Stanislav Blingstein writes "Cyberpunk just got a whole lot darker. The Escapist , by James Morris, takes the genre into a gloomy alley and gives it a good kicking. The main character, Bentley Dean, is more than just an anti-hero: he seems to enjoy being bad. His cast of accomplices aren't much better, either, and some are far worse. Most are pretty cartoon-like, too. But you still can't help liking Bentley Dean. He brings a certain charm to being a hacker with a cold-blooded killing streak." Read on for Blingstein's review.
The Escapist
author James Morris
pages 167
publisher Ad Libbed Ltd
rating 8
reviewer Stanislav Blingstein
ISBN 1905290055
summary Cyberpunk with a darkly satirical edge

The Escapist is set in an indeterminate future. Space travel seems to exist, but most of the action takes place on Earth. And there's plenty of action, too. From page one, the book races along with scarcely a pause for breath, and by the time you've finished you've been around the world, met numerous bizarre competing factions, and uncovered the plot behind the mysterious Mind Invasions. The storyline takes in locations as far afield as Egypt, Malaysia, Israel, Las Vegas, New York, and London. It almost seems like a travelogue of all the places the author has been in his life, except seen through a warped lens of cyberpunk fiction.

In fact, the story seems almost arbitrary, like it was written as a stream of consciousness. Think Beat Generation, but penned by a Jack Kerouac who's fascinated by computers rather than drugs, jazz and driving. Bentley Dean is carried along by the increasingly frantic stream of events, each one hitting him sideways. All is revealed at the end, but you still get the feeling that many situations occur with no rhyme or reason -- a bit like real life, only with more explosions.
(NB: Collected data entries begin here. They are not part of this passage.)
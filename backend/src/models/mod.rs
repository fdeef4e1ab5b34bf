//! Value model for project grids.
//!
//! This module contains the data structures every operation reads and writes:
//!
//! - [`Cell`] - typed cell value (absent, string, number, boolean, error, rich text)
//! - [`Row`] - one cell per column
//! - [`Column`] - named column
//! - [`Grid`] - ordered columns plus `Arc`-shared rows
//! - [`RecordSpan`] - rows grouped under a key column
//!
//! Grids are values: an operation never edits a grid in place, it builds a new
//! one that shares every untouched row with its predecessor.

use serde::{Deserialize, Serialize};
use serde_json::{json, Map, Number, Value};
use std::collections::HashSet;
use std::fs;
use std::ops::Range;
use std::path::Path;
use std::sync::Arc;

use crate::error::{GridError, GridResult};

// =============================================================================
// Cells
// =============================================================================

/// A single cell value.
///
/// JSON form: `null`, string, number, boolean, `{"error": "..."}` or
/// `{"richText": "..."}`.
#[derive(Debug, Clone, Default, PartialEq, Serialize, Deserialize)]
#[serde(from = "Value", into = "Value")]
pub enum Cell {
    /// No value. Distinct from the empty string.
    #[default]
    Absent,
    String(String),
    Number(Number),
    Boolean(bool),
    /// Evaluation error kept in the grid.
    Error(String),
    /// Formatted text; its plain text is not treated as splittable.
    RichText(String),
}

impl Cell {
    pub fn string(s: impl Into<String>) -> Self {
        Cell::String(s.into())
    }

    pub fn is_absent(&self) -> bool {
        matches!(self, Cell::Absent)
    }

    /// Absent or the empty string.
    pub fn is_blank(&self) -> bool {
        match self {
            Cell::Absent => true,
            Cell::String(s) => s.is_empty(),
            _ => false,
        }
    }

    pub fn as_str(&self) -> Option<&str> {
        match self {
            Cell::String(s) => Some(s),
            _ => None,
        }
    }

    /// Text rendering used when values are concatenated.
    pub fn to_text(&self) -> Option<String> {
        match self {
            Cell::Absent => None,
            Cell::String(s) | Cell::Error(s) | Cell::RichText(s) => Some(s.clone()),
            Cell::Number(n) => Some(n.to_string()),
            Cell::Boolean(b) => Some(b.to_string()),
        }
    }
}

impl From<Value> for Cell {
    fn from(value: Value) -> Self {
        match value {
            Value::Null => Cell::Absent,
            Value::String(s) => Cell::String(s),
            Value::Number(n) => Cell::Number(n),
            Value::Bool(b) => Cell::Boolean(b),
            Value::Object(mut obj) => {
                if let Some(Value::String(msg)) = obj.remove("error") {
                    Cell::Error(msg)
                } else if let Some(Value::String(text)) = obj.remove("richText") {
                    Cell::RichText(text)
                } else {
                    Cell::Error(format!("unsupported cell object: {}", Value::Object(obj)))
                }
            }
            Value::Array(items) => Cell::Error(format!(
                "unsupported cell array of {} items",
                items.len()
            )),
        }
    }
}

impl From<Cell> for Value {
    fn from(cell: Cell) -> Self {
        match cell {
            Cell::Absent => Value::Null,
            Cell::String(s) => Value::String(s),
            Cell::Number(n) => Value::Number(n),
            Cell::Boolean(b) => Value::Bool(b),
            Cell::Error(msg) => json!({ "error": msg }),
            Cell::RichText(text) => json!({ "richText": text }),
        }
    }
}

impl From<&str> for Cell {
    fn from(s: &str) -> Self {
        Cell::String(s.to_string())
    }
}

impl From<String> for Cell {
    fn from(s: String) -> Self {
        Cell::String(s)
    }
}

impl From<i64> for Cell {
    fn from(n: i64) -> Self {
        Cell::Number(n.into())
    }
}

impl From<bool> for Cell {
    fn from(b: bool) -> Self {
        Cell::Boolean(b)
    }
}

impl<T: Into<Cell>> From<Option<T>> for Cell {
    fn from(value: Option<T>) -> Self {
        value.map(Into::into).unwrap_or(Cell::Absent)
    }
}

// =============================================================================
// Rows and Columns
// =============================================================================

/// One row of a grid.
#[derive(Debug, Clone, Default, PartialEq, Serialize, Deserialize)]
#[serde(transparent)]
pub struct Row {
    pub cells: Vec<Cell>,
}

impl Row {
    pub fn new(cells: Vec<Cell>) -> Self {
        Self { cells }
    }

    /// A row of `width` absent cells.
    pub fn blank(width: usize) -> Self {
        Self {
            cells: vec![Cell::Absent; width],
        }
    }

    /// Panics if `index` is past the row's width.
    pub fn cell(&self, index: usize) -> &Cell {
        &self.cells[index]
    }

    /// Panics if `index` is past the row's width.
    pub fn with_cell(mut self, index: usize, cell: Cell) -> Self {
        self.cells[index] = cell;
        self
    }

    pub fn is_empty(&self) -> bool {
        self.cells.iter().all(Cell::is_blank)
    }
}

#[derive(Debug, Clone, PartialEq, Eq, Serialize, Deserialize)]
pub struct Column {
    pub name: String,
}

impl Column {
    pub fn new(name: impl Into<String>) -> Self {
        Self { name: name.into() }
    }
}

// =============================================================================
// Grid
// =============================================================================

/// Project state: columns plus rows.
///
/// Every row holds exactly one cell per column. Rows are reference-counted so
/// successive grid versions share the rows an operation did not touch.
#[derive(Debug, Clone, Default, PartialEq, Serialize, Deserialize)]
#[serde(try_from = "GridDocument", into = "GridDocument")]
pub struct Grid {
    columns: Vec<Column>,
    rows: Vec<Arc<Row>>,
}

/// Serialized shape of a grid: `{"columns": ["a", ...], "rows": [[...], ...]}`.
#[derive(Serialize, Deserialize)]
struct GridDocument {
    columns: Vec<String>,
    rows: Vec<Row>,
}

impl TryFrom<GridDocument> for Grid {
    type Error = GridError;

    fn try_from(doc: GridDocument) -> GridResult<Self> {
        Grid::new(
            doc.columns.into_iter().map(Column::new).collect(),
            doc.rows,
        )
    }
}

impl From<Grid> for GridDocument {
    fn from(grid: Grid) -> Self {
        GridDocument {
            columns: grid.columns.into_iter().map(|c| c.name).collect(),
            rows: grid
                .rows
                .into_iter()
                .map(|r| Arc::try_unwrap(r).unwrap_or_else(|shared| (*shared).clone()))
                .collect(),
        }
    }
}

impl Grid {
    /// Build a grid, checking the one-cell-per-column invariant.
    pub fn new(columns: Vec<Column>, rows: Vec<Row>) -> GridResult<Self> {
        Self::from_shared(columns, rows.into_iter().map(Arc::new).collect())
    }

    pub(crate) fn from_shared(columns: Vec<Column>, rows: Vec<Arc<Row>>) -> GridResult<Self> {
        let mut seen = HashSet::new();
        for column in &columns {
            if !seen.insert(column.name.as_str()) {
                return Err(GridError::DuplicateColumn(column.name.clone()));
            }
        }
        for (i, row) in rows.iter().enumerate() {
            if row.cells.len() != columns.len() {
                return Err(GridError::RaggedRow {
                    row: i,
                    expected: columns.len(),
                    found: row.cells.len(),
                });
            }
        }
        Ok(Self { columns, rows })
    }

    /// Convenience constructor from column names and row values.
    pub fn from_values<C, R>(columns: &[&str], rows: R) -> GridResult<Self>
    where
        R: IntoIterator<Item = Vec<C>>,
        C: Into<Cell>,
    {
        Self::new(
            columns.iter().map(|c| Column::new(*c)).collect(),
            rows.into_iter()
                .map(|cells| Row::new(cells.into_iter().map(Into::into).collect()))
                .collect(),
        )
    }

    pub fn columns(&self) -> &[Column] {
        &self.columns
    }

    pub fn column_names(&self) -> Vec<&str> {
        self.columns.iter().map(|c| c.name.as_str()).collect()
    }

    pub fn column_index(&self, name: &str) -> Option<usize> {
        self.columns.iter().position(|c| c.name == name)
    }

    pub fn rows(&self) -> &[Arc<Row>] {
        &self.rows
    }

    pub fn row(&self, index: usize) -> Option<&Row> {
        self.rows.get(index).map(|r| r.as_ref())
    }

    pub fn row_count(&self) -> usize {
        self.rows.len()
    }

    /// Group rows into records anchored on the key column.
    ///
    /// A record starts at a row whose key cell is not blank and runs until the
    /// next such row. Leading rows before the first key form a record of their own.
    pub fn records(&self, key_index: usize) -> Vec<RecordSpan> {
        let mut spans: Vec<RecordSpan> = Vec::new();
        for (i, row) in self.rows.iter().enumerate() {
            let starts = !row.cell(key_index).is_blank();
            match spans.last_mut() {
                Some(span) if !starts => span.rows.end = i + 1,
                _ => spans.push(RecordSpan { rows: i..i + 1 }),
            }
        }
        spans
    }

    pub fn from_json_file(path: &Path) -> GridResult<Self> {
        let content = fs::read_to_string(path)?;
        Ok(serde_json::from_str(&content)?)
    }

    pub fn to_json_file(&self, path: &Path) -> GridResult<()> {
        let content = serde_json::to_string_pretty(self)?;
        fs::write(path, content)?;
        Ok(())
    }

    /// Row values as JSON, handy for diagnostics.
    pub fn rows_json(&self) -> Vec<Value> {
        self.rows
            .iter()
            .map(|row| {
                let obj: Map<String, Value> = self
                    .columns
                    .iter()
                    .zip(row.cells.iter())
                    .map(|(col, cell)| (col.name.clone(), Value::from(cell.clone())))
                    .collect();
                Value::Object(obj)
            })
            .collect()
    }
}

/// A logical record: a run of physical rows under one key value.
#[derive(Debug, Clone, PartialEq, Eq)]
pub struct RecordSpan {
    pub rows: Range<usize>,
}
The ideas about future technology in The Escapist can vary from insightful to mundane. The central theme of cryogenic sabbaticals is rather amusing, though. These could be described as "holidays on ice." And though this is clearly a cyberpunk novel, not much of it actually takes place in cyberspace --that's more of a recurring theme in the background. Most of the action occurs in the flesh. This is maybe a good thing, as the novel's description of using virtual reality to explore the human mind is a bit 20th century, perhaps as a deliberate lampoon of how dated films like The Lawnmower Man seem today.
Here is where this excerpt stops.